Your task. Work out how many lines below contain the word "static". Only the number is wanted.
═════ Data for this exercise
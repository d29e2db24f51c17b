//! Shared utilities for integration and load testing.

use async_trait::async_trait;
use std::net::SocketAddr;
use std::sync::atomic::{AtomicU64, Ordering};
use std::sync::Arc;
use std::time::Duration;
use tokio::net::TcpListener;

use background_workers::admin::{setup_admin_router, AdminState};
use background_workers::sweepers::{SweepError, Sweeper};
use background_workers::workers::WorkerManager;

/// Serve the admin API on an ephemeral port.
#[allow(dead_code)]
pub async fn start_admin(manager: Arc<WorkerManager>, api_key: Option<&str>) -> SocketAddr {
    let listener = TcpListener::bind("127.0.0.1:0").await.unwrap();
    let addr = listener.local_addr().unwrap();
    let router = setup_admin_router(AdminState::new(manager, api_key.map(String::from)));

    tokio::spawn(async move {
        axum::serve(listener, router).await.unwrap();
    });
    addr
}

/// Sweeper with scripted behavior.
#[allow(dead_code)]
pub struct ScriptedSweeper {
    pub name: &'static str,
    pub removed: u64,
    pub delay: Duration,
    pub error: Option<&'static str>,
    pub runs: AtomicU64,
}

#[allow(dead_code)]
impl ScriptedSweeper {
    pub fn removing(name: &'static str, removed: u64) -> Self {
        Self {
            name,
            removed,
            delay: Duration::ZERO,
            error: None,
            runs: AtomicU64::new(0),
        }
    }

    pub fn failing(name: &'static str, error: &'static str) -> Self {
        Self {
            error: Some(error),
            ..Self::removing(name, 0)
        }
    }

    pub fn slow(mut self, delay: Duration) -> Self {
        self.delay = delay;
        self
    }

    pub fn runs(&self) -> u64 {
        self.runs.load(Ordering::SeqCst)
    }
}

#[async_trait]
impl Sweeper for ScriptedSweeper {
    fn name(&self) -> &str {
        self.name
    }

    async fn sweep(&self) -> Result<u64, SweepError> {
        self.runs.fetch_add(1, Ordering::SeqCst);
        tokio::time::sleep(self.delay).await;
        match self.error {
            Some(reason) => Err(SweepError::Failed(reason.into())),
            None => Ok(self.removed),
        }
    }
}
══════════
═════ Data for this exercise
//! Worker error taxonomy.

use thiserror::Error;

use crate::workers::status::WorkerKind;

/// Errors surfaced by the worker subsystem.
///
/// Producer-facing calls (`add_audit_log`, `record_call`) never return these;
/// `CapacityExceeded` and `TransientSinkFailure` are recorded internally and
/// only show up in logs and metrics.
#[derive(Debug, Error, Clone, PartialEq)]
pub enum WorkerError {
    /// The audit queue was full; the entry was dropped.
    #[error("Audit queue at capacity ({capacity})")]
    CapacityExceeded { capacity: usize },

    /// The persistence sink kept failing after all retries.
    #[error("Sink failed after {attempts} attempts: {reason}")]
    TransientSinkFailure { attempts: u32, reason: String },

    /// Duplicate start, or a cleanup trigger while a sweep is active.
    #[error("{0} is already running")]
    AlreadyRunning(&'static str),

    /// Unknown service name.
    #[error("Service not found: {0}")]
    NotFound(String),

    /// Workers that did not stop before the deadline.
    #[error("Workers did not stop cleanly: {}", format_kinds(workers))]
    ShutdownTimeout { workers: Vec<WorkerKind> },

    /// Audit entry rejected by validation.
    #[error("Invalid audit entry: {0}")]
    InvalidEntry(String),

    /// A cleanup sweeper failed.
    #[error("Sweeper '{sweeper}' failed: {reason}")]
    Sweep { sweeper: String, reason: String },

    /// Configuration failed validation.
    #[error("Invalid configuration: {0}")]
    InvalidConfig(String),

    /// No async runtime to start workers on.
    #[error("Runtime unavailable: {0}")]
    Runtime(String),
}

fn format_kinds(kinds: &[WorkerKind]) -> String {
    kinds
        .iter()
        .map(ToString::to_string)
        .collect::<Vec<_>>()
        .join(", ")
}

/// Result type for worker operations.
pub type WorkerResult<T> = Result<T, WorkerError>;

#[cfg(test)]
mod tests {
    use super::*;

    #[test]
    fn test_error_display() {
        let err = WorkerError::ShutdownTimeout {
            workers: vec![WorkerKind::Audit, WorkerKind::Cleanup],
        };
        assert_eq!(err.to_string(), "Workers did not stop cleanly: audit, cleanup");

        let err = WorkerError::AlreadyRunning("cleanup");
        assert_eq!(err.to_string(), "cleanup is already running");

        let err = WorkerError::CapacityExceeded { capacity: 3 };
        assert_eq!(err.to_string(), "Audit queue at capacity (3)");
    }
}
══════════
Result of this exercise. 5